[Stored data entries]
◇ ◇ ◇ ◇ ◇ ◇ ◇

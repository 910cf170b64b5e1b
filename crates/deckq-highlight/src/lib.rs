//! Syntax highlighting and terminal colors for deckq.
//!
//! This crate provides utilities for syntax-highlighted output of queries, configuration and
//! filter documents, as well as styled terminal output for headers and status messages.

#![warn(missing_docs)]

use deckq_query::{Span, Token, TokenKind};
use syntect::{
    easy::HighlightLines,
    highlighting::Style,
    parsing::SyntaxSet,
    util::{LinesWithEndings, as_24_bit_terminal_escaped},
};
use two_face::{
    syntax::extra_newlines as extra_syntaxes,
    theme::{EmbeddedLazyThemeSet, EmbeddedThemeName, extra as extra_themes},
};

/// A syntax highlighter that can highlight code for terminal output.
pub struct Highlighter {
    /// The syntax set containing language definitions (including TOML and JSON).
    syntax_set: SyntaxSet,
    /// The theme set containing color themes.
    theme_set: EmbeddedLazyThemeSet,
    /// The theme to use.
    theme: EmbeddedThemeName,
}

impl Default for Highlighter {
    fn default() -> Self {
        Self::new()
    }
}

impl Highlighter {
    /// Creates a new highlighter with the default theme (Dracula).
    pub fn new() -> Self {
        Self {
            syntax_set: extra_syntaxes(),
            theme_set: extra_themes(),
            theme: EmbeddedThemeName::Dracula,
        }
    }

    /// Highlights TOML content for terminal output.
    pub fn highlight_toml(&self, content: &str) -> String {
        self.highlight(content, "toml")
    }

    /// Highlights JSON content for terminal output.
    pub fn highlight_json(&self, content: &str) -> String {
        self.highlight(content, "json")
    }

    /// Highlights content with the specified syntax for terminal output.
    ///
    /// If the syntax is not found, returns the content unchanged.
    pub fn highlight(&self, content: &str, syntax_name: &str) -> String {
        let syntax = self
            .syntax_set
            .find_syntax_by_extension(syntax_name)
            .or_else(|| self.syntax_set.find_syntax_by_name(syntax_name))
            .unwrap_or_else(|| self.syntax_set.find_syntax_plain_text());

        let theme = self.theme_set.get(self.theme);
        let mut highlighter = HighlightLines::new(syntax, theme);

        let mut output = String::new();
        for line in LinesWithEndings::from(content) {
            let ranges: Vec<(Style, &str)> = highlighter
                .highlight_line(line, &self.syntax_set)
                .unwrap_or_else(|_| vec![(Style::default(), line)]);
            let escaped = as_24_bit_terminal_escaped(&ranges[..], false);
            output.push_str(&escaped);
        }
        // Reset terminal colors at the end
        output.push_str("\x1b[0m");
        output
    }
}

/// ANSI color codes for terminal output.
pub mod colors {
    /// Bold text.
    pub const BOLD: &str = "\x1b[1m";
    /// Cyan text (for headers and operators).
    pub const CYAN: &str = "\x1b[36m";
    /// Green text (for success and strings).
    pub const GREEN: &str = "\x1b[32m";
    /// Yellow text (for warnings and logic).
    pub const YELLOW: &str = "\x1b[33m";
    /// Magenta text (for regexes).
    pub const MAGENTA: &str = "\x1b[35m";
    /// Red text (for errors).
    pub const RED: &str = "\x1b[31m";
    /// Dim/gray text (for less important info).
    pub const DIM: &str = "\x1b[2m";
    /// Reset all formatting.
    pub const RESET: &str = "\x1b[0m";
}

/// Punctuation that joins, groups or negates expressions.
const LOGIC_PUNCT: &[&str] = &["&", "|", "(", ")", "-", "!"];

/// Highlights a token stream as a query.
///
/// Command names (an identifier directly followed by an operator) are bold, operators cyan,
/// logic punctuation yellow, strings green and regexes magenta.
pub fn highlight_query(tokens: &[Token]) -> String {
    let mut output = String::new();
    for (i, token) in tokens.iter().enumerate() {
        let color = match token.kind {
            TokenKind::Whitespace => None,
            TokenKind::String => Some(colors::GREEN),
            TokenKind::Regex => Some(colors::MAGENTA),
            TokenKind::Punctuation if LOGIC_PUNCT.contains(&token.text.as_str()) => {
                Some(colors::YELLOW)
            }
            TokenKind::Punctuation => Some(colors::CYAN),
            TokenKind::Identifier => tokens
                .get(i + 1)
                .filter(|next| is_operator(next))
                .map(|_| colors::BOLD),
        };
        match color {
            Some(color) => {
                output.push_str(color);
                output.push_str(&token.text);
                output.push_str(colors::RESET);
            }
            None => output.push_str(&token.text),
        }
    }
    output
}

/// Whether a token is operator punctuation.
fn is_operator(token: &Token) -> bool {
    token.kind == TokenKind::Punctuation && !LOGIC_PUNCT.contains(&token.text.as_str())
}

/// Renders `input` with the span underlined by carets on the following line.
///
/// Spans are byte offsets; the caret column counts characters.
pub fn caret_line(input: &str, span: Span) -> String {
    let start = span.start.min(input.len());
    let end = span.end.clamp(start, input.len());
    let column = input.get(..start).map_or(start, |s| s.chars().count());
    let width = input.get(start..end).map_or(1, |s| s.chars().count()).max(1);
    format!(
        "{input}\n{}{}",
        " ".repeat(column),
        error(&"^".repeat(width))
    )
}

/// Formats a header with bold cyan styling.
pub fn header(text: &str) -> String {
    format!("{}{}{}{}", colors::BOLD, colors::CYAN, text, colors::RESET)
}

/// Formats text as a subheader (bold).
pub fn subheader(text: &str) -> String {
    format!("{}{}{}", colors::BOLD, text, colors::RESET)
}

/// Formats text as dimmed/less important.
pub fn dim(text: &str) -> String {
    format!("{}{}{}", colors::DIM, text, colors::RESET)
}

/// Formats text as a success message (green).
pub fn success(text: &str) -> String {
    format!("{}{}{}", colors::GREEN, text, colors::RESET)
}

/// Formats text as a warning (yellow).
pub fn warning(text: &str) -> String {
    format!("{}{}{}", colors::YELLOW, text, colors::RESET)
}

/// Formats text as an error (red).
pub fn error(text: &str) -> String {
    format!("{}{}{}", colors::RED, text, colors::RESET)
}

/// Removes ANSI escape sequences.
pub fn strip_ansi(text: &str) -> String {
    let mut output = String::with_capacity(text.len());
    let mut chars = text.chars();
    while let Some(ch) = chars.next() {
        if ch == '\x1b' {
            for c in chars.by_ref() {
                if c.is_ascii_alphabetic() {
                    break;
                }
            }
        } else {
            output.push(ch);
        }
    }
    output
}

◇ ◇ ◇ ◇ ◇ ◇ ◇

Nothing should be omitted or altered. Retype the records exactly.

Response →
repository 910cf170b64b5e1b
filename crates/deckq-highlight/src/lib.rs
//! Syntax highlighting and terminal colors for deckq.
//!
//! This crate provides utilities for syntax-highlighted output of queries, configuration and
//! filter documents, as well as styled terminal output for headers and status messages.

#![warn(missing_docs)]

use deckq_query::{Span, Token, TokenKind};
use syntect::{
    easy::HighlightLines,
    highlighting::Style,
    parsing::SyntaxSet,
    util::{LinesWithEndings, as_24_bit_terminal_escaped},
};
use two_face::{
    syntax::extra_newlines as extra_syntaxes,
    theme::{EmbeddedLazyThemeSet, EmbeddedThemeName, extra as extra_themes},
};

/// A syntax highlighter that can highlight code for terminal output.
pub struct Highlighter {
    /// The syntax set containing language definitions (including TOML and JSON).
    syntax_set: SyntaxSet,
    /// The theme set containing color themes.
    theme_set: EmbeddedLazyThemeSet,
    /// The theme to use.
    theme: EmbeddedThemeName,
}

impl Default for Highlighter {
    fn default() -> Self {
        Self::new()
    }
}

impl Highlighter {
    /// Creates a new highlighter with the default theme (Dracula).
    pub fn new() -> Self {
        Self {
            syntax_set: extra_syntaxes(),
            theme_set: extra_themes(),
            theme: EmbeddedThemeName::Dracula,
        }
    }

    /// Highlights TOML content for terminal output.
    pub fn highlight_toml(&self, content: &str) -> String {
        self.highlight(content, "toml")
    }

    /// Highlights JSON content for terminal output.
    pub fn highlight_json(&self, content: &str) -> String {
        self.highlight(content, "json")
    }

    /// Highlights content with the specified syntax for terminal output.
    ///
    /// If the syntax is not found, returns the content unchanged.
    pub fn highlight(&self, content: &str, syntax_name: &str) -> String {
        let syntax = self
            .syntax_set
            .find_syntax_by_extension(syntax_name)
            .or_else(|| self.syntax_set.find_syntax_by_name(syntax_name))
            .unwrap_or_else(|| self.syntax_set.find_syntax_plain_text());

        let theme = self.theme_set.get(self.theme);
        let mut highlighter = HighlightLines::new(syntax, theme);

        let mut output = String::new();
        for line in LinesWithEndings::from(content) {
            let ranges: Vec<(Style, &str)> = highlighter
                .highlight_line(line, &self.syntax_set)
                .unwrap_or_else(|_| vec![(Style::default(), line)]);
            let escaped = as_24_bit_terminal_escaped(&ranges[..], false);
            output.push_str(&escaped);
        }
        // Reset terminal colors at the end
        output.push_str("\x1b[0m");
        output
    }
}

/// ANSI color codes for terminal output.
pub mod colors {
    /// Bold text.
    pub const BOLD: &str = "\x1b[1m";
    /// Cyan text (for headers and operators).
    pub const CYAN: &str = "\x1b[36m";
    /// Green text (for success and strings).
    pub const GREEN: &str = "\x1b[32m";
    /// Yellow text (for warnings and logic).
    pub const YELLOW: &str = "\x1b[33m";
    /// Magenta text (for regexes).
    pub const MAGENTA: &str = "\x1b[35m";
    /// Red text (for errors).
    pub const RED: &str = "\x1b[31m";
    /// Dim/gray text (for less important info).
    pub const DIM: &str = "\x1b[2m";
    /// Reset all formatting.
    pub const RESET: &str = "\x1b[0m";
}

/// Punctuation that joins, groups or negates expressions.
const LOGIC_PUNCT: &[&str] = &["&", "|", "(", ")", "-", "!"];

/// Highlights a token stream as a query.
///
/// Command names (an identifier directly followed by an operator) are bold, operators cyan,
/// logic punctuation yellow, strings green and regexes magenta.
pub fn highlight_query(tokens: &[Token]) -> String {
    let mut output = String::new();
    for (i, token) in tokens.iter().enumerate() {
        let color = match token.kind {
            TokenKind::Whitespace => None,
            TokenKind::String => Some(colors::GREEN),
            TokenKind::Regex => Some(colors::MAGENTA),
            TokenKind::Punctuation if LOGIC_PUNCT.contains(&token.text.as_str()) => {
                Some(colors::YELLOW)
            }
            TokenKind::Punctuation => Some(colors::CYAN),
            TokenKind::Identifier => tokens
                .get(i + 1)
                .filter(|next| is_operator(next))
                .map(|_| colors::BOLD),
        };
        match color {
            Some(color) => {
                output.push_str(color);
                output.push_str(&token.text);
                output.push_str(colors::RESET);
            }
            None => output.push_str(&token.text),
        }
    }
    output
}

/// Whether a token is operator punctuation.
fn is_operator(token: &Token) -> bool {
    token.kind == TokenKind::Punctuation && !LOGIC_PUNCT.contains(&token.text.as_str())
}

/// Renders `input` with the span underlined by carets on the following line.
///
/// Spans are byte offsets; the caret column counts characters.
pub fn caret_line(input: &str, span: Span) -> String {
    let start = span.start.min(input.len());
    let end = span.end.clamp(start, input.len());
    let column = input.get(..start).map_or(start, |s| s.chars().count());
    let width = input.get(start..end).map_or(1, |s| s.chars().count()).max(1);
    format!(
        "{input}\n{}{}",
        " ".repeat(column),
        error(&"^".repeat(width))
    )
}

/// Formats a header with bold cyan styling.
pub fn header(text: &str) -> String {
    format!("{}{}{}{}", colors::BOLD, colors::CYAN, text, colors::RESET)
}

/// Formats text as a subheader (bold).
pub fn subheader(text: &str) -> String {
    format!("{}{}{}", colors::BOLD, text, colors::RESET)
}

/// Formats text as dimmed/less important.
pub fn dim(text: &str) -> String {
    format!("{}{}{}", colors::DIM, text, colors::RESET)
}

/// Formats text as a success message (green).
pub fn success(text: &str) -> String {
    format!("{}{}{}", colors::GREEN, text, colors::RESET)
}

/// Formats text as a warning (yellow).
pub fn warning(text: &str) -> String {
    format!("{}{}{}", colors::YELLOW, text, colors::RESET)
}

/// Formats text as an error (red).
pub fn error(text: &str) -> String {
    format!("{}{}{}", colors::RED, text, colors::RESET)
}

/// Removes ANSI escape sequences.
pub fn strip_ansi(text: &str) -> String {
    let mut output = String::with_capacity(text.len());
    let mut chars = text.chars();
    while let Some(ch) = chars.next() {
        if ch == '\x1b' {
            for c in chars.by_ref() {
                if c.is_ascii_alphabetic() {
                    break;
                }
            }
        } else {
            output.push(ch);
        }
    }
    output
}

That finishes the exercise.